Monday, 7 May 2018

Department of Health deny cancer link: PFAS report

BY LAUREN FREEMANTLE

The Department of Health has today released its submission from the Expert Health Panel into PFAS contamination.

The study found there are health effects connected to PFAS foams, such as increased cholesterol and uric acid in the blood; lower birth weight in babies; reduced kidney function; changes in thyroid and sex hormones; later starting age for menstruation in girls; or early menopause.

However, the report also stated the "health effect" reported in high-exposure areas such as Williamtown's Cabbage Tree Road is "within normal ranges," concluding there's "limited to no evidence" linking human disease to higher exposure.

"There is no current evidence that supports a large impact on a person’s health as a result of high levels of PFAS exposure," the report said.

Perfluorooctane sulfonate (PFOS) and perfluorooctanoic acid (PFOA) chemicals have been contained in firefighting foams widely used throughout Australia since the 1970s because they are highly effective at combating liquid fuel fires.

However the chemicals do not break down easily, can enter groundwater or travel long distances through soil.

Williamtown Residents feel the Federal Government has failed them.
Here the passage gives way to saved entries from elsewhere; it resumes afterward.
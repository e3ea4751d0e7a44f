use anyhow::{Context, Result};
use inquire::{CustomType, Select, Text};
use rain_core::{Config, Coordinates, config::validate_coordinates};
use tracing::info;

const SET_POSITION: &str = "Use a fixed position";
const DENY: &str = "Refuse location requests";
const UNSUPPORTED: &str = "No geolocation on this machine";

/// Walk through every setting and save the result.
pub fn run() -> Result<()> {
    let mut config = Config::load()?;

    let geocoding_url = Text::new("Geocoding base URL:")
        .with_default(&config.endpoints.geocoding_url)
        .prompt()
        .context("Failed to read geocoding URL")?;
    let forecast_url = Text::new("Forecast base URL:")
        .with_default(&config.endpoints.forecast_url)
        .prompt()
        .context("Failed to read forecast URL")?;

    config.endpoints.geocoding_url = geocoding_url.trim().to_string();
    config.endpoints.forecast_url = forecast_url.trim().to_string();

    let mode = Select::new("Geolocation:", vec![SET_POSITION, DENY, UNSUPPORTED])
        .prompt()
        .context("Failed to read geolocation mode")?;

    match mode {
        SET_POSITION => {
            let current = config.geolocation.as_ref().and_then(|g| g.position());
            let position = prompt_position(current)?;
            config.set_position(position)?;
        }
        DENY => config.deny_geolocation(),
        _ => config.clear_geolocation(),
    }

    config.validate()?;
    config.save()?;

    let path = Config::config_file_path()?;
    info!("Saved configuration to {}", path.display());
    println!("Configuration saved to {}", path.display());

    Ok(())
}

fn prompt_position(current: Option<Coordinates>) -> Result<Coordinates> {
    let mut latitude = CustomType::<f64>::new("Latitude:")
        .with_error_message("Please type a number, e.g. 52.52");
    let mut longitude = CustomType::<f64>::new("Longitude:")
        .with_error_message("Please type a number, e.g. 13.41");

    if let Some(position) = current {
        latitude = latitude.with_default(position.latitude);
        longitude = longitude.with_default(position.longitude);
    }

    let position = Coordinates::new(
        latitude.prompt().context("Failed to read latitude")?,
        longitude.prompt().context("Failed to read longitude")?,
    );
    validate_coordinates(position)?;

    Ok(position)
}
Image: ABC. 
An investigation by Fairfax last year concluded there have been 50 cases of cancer in just 15 years for residents living on Cabbage Tree Road, which is located near open drains seeping run-off from the Williamtown RAAF base.
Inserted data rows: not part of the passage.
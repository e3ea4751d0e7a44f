use std::{
    io,
    sync::{Arc, Mutex},
};
use tracing::subscriber::DefaultGuard;
use tracing_subscriber::fmt::MakeWriter;

/// Log output written by a test subscriber.
#[derive(Debug, Clone, Default)]
pub struct CapturedLogs(Arc<Mutex<Vec<u8>>>);

impl CapturedLogs {
    pub fn contents(&self) -> String {
        String::from_utf8_lossy(&self.0.lock().unwrap()).into_owned()
    }
}

impl io::Write for CapturedLogs {
    fn write(&mut self, buf: &[u8]) -> io::Result<usize> {
        self.0.lock().unwrap().extend_from_slice(buf);
        Ok(buf.len())
    }

    fn flush(&mut self) -> io::Result<()> {
        Ok(())
    }
}

impl<'a> MakeWriter<'a> for CapturedLogs {
    type Writer = CapturedLogs;

    fn make_writer(&'a self) -> Self::Writer {
        self.clone()
    }
}

/// Record WARN and above on the current thread until the guard drops.
pub fn capture_warnings() -> (CapturedLogs, DefaultGuard) {
    let logs = CapturedLogs::default();
    let subscriber = tracing_subscriber::fmt()
        .with_max_level(tracing::Level::WARN)
        .with_ansi(false)
        .with_writer(logs.clone())
        .finish();

    (logs, tracing::subscriber::set_default(subscriber))
}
However, evidence of a "cancer cluster" along Cabbage Tree Road was dismissed by NSW Health in February 2018 to the ire of Labor MPs who pointed out the study had "skewed the results" by including residents living outside the Williamtown Red Zone, as far out as Karuah.
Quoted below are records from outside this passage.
use anyhow::{Context, Result, anyhow};
use directories::ProjectDirs;
use serde::{Deserialize, Serialize};
use std::{fs, path::PathBuf};

use crate::model::Coordinates;

pub const DEFAULT_GEOCODING_URL: &str = "https://geocoding-api.open-meteo.com/v1";
pub const DEFAULT_FORECAST_URL: &str = "https://api.open-meteo.com/v1";

/// Base URLs of the two Open-Meteo services.
#[derive(Debug, Clone, PartialEq, Eq, Serialize, Deserialize)]
#[serde(default)]
pub struct Endpoints {
    pub geocoding_url: String,
    pub forecast_url: String,
}

impl Default for Endpoints {
    fn default() -> Self {
        Self {
            geocoding_url: DEFAULT_GEOCODING_URL.to_string(),
            forecast_url: DEFAULT_FORECAST_URL.to_string(),
        }
    }
}

/// Where this machine is, as far as `willitrain here` is concerned.
///
/// Example TOML:
/// [geolocation]
/// enabled = true
/// latitude = 52.52
/// longitude = 13.41
#[derive(Debug, Clone, PartialEq, Serialize, Deserialize)]
pub struct GeolocationConfig {
    /// `false` behaves like a denied location permission.
    pub enabled: bool,
    #[serde(skip_serializing_if = "Option::is_none")]
    pub latitude: Option<f64>,
    #[serde(skip_serializing_if = "Option::is_none")]
    pub longitude: Option<f64>,
}

impl GeolocationConfig {
    pub fn position(&self) -> Option<Coordinates> {
        Some(Coordinates::new(self.latitude?, self.longitude?))
    }
}

/// Top-level configuration stored on disk.
#[derive(Debug, Clone, PartialEq, Serialize, Deserialize, Default)]
pub struct Config {
    #[serde(default)]
    pub endpoints: Endpoints,

    /// Absent means geolocation is not available on this host.
    #[serde(default, skip_serializing_if = "Option::is_none")]
    pub geolocation: Option<GeolocationConfig>,
}

impl Config {
    /// Load config from disk, or return defaults if it doesn't exist yet.
    pub fn load() -> Result<Self> {
        let path = Self::config_file_path()?;
        if !path.exists() {
            return Ok(Self::default());
        }

        let contents = fs::read_to_string(&path)
            .with_context(|| format!("Failed to read config file: {}", path.display()))?;

        Self::from_toml(&contents)
            .with_context(|| format!("Failed to parse config file: {}", path.display()))
    }

    pub fn from_toml(contents: &str) -> Result<Self> {
        let cfg: Config = toml::from_str(contents)?;
        cfg.validate()?;
        Ok(cfg)
    }

    /// Save config to disk, creating parent directories as needed.
    pub fn save(&self) -> Result<()> {
        let path = Self::config_file_path()?;

        if let Some(parent) = path.parent() {
            fs::create_dir_all(parent).with_context(|| {
                format!("Failed to create config directory: {}", parent.display())
            })?;
        }

        let toml =
            toml::to_string_pretty(self).context("Failed to serialize configuration to TOML")?;

        fs::write(&path, toml)
            .with_context(|| format!("Failed to write config file: {}", path.display()))?;

        Ok(())
    }

    /// Path to the config file.
    pub fn config_file_path() -> Result<PathBuf> {
        let dirs = ProjectDirs::from("dev", "will-it-rain", "willitrain")
            .ok_or_else(|| anyhow!("Could not determine platform config directory"))?;

        Ok(dirs.config_dir().join("config.toml"))
    }

    pub fn validate(&self) -> Result<()> {
        for (name, url) in [
            ("geocoding_url", &self.endpoints.geocoding_url),
            ("forecast_url", &self.endpoints.forecast_url),
        ] {
            if !(url.starts_with("http://") || url.starts_with("https://")) {
                return Err(anyhow!("endpoints.{name} must be an http(s) URL, got '{url}'"));
            }
        }

        if let Some(position) = self.geolocation.as_ref().and_then(GeolocationConfig::position) {
            validate_coordinates(position)?;
        }

        Ok(())
    }

    /// Enable geolocation at a fixed position.
    pub fn set_position(&mut self, position: Coordinates) -> Result<()> {
        validate_coordinates(position)?;
        self.geolocation = Some(GeolocationConfig {
            enabled: true,
            latitude: Some(position.latitude),
            longitude: Some(position.longitude),
        });
        Ok(())
    }

    /// Keep the geolocation table but refuse to hand out the position.
    pub fn deny_geolocation(&mut self) {
        match self.geolocation.as_mut() {
            Some(geo) => geo.enabled = false,
            None => {
                self.geolocation =
                    Some(GeolocationConfig { enabled: false, latitude: None, longitude: None })
            }
        }
    }

    pub fn clear_geolocation(&mut self) {
        self.geolocation = None;
    }
}

pub fn validate_coordinates(position: Coordinates) -> Result<()> {
    if !(-90.0..=90.0).contains(&position.latitude) {
        return Err(anyhow!("latitude {} is out of range (-90..=90)", position.latitude));
    }
    if !(-180.0..=180.0).contains(&position.longitude) {
        return Err(anyhow!("longitude {} is out of range (-180..=180)", position.longitude));
    }
    Ok(())
}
18 out of the 50 cancer cases reported by Fairfax had been left out of the report.

In November 2017, the Expert Health Panel was established to inform the Federal Government on a $12.5 million further National Research Program into the effects of PFAS exposure.

Paterson MP, Meryl Swanson earlier this month criticised the Panel's late delivery, saying the report was over 60 days late.

She accused Health Minister Greg Hunt of "sitting on the findings."

The Department of Defence is facing class actions from cancer-affected Williamtown residents and those 500 people suing the government in Oakey, Queensland.

Meanwhile, NSW based firm, Shine Lawyers is conducting investigations into PFAS contamination in the Northern Territory's Katherine area and looks set to launch a class action too.

It comes as Port Stephens MP Kate Washington renews her plea for NSW Premier Berejiklian to ban PFAS firefighting foams which have contaminated properties at Williamtown, after reports the South Australian government has followed in the footsteps of Queensland and issued a ban.

For a summary of the report head to the Department of Health website.

Ongoing Issue: Meryl Swanson addresses media in Williamtown last year to decry the situation.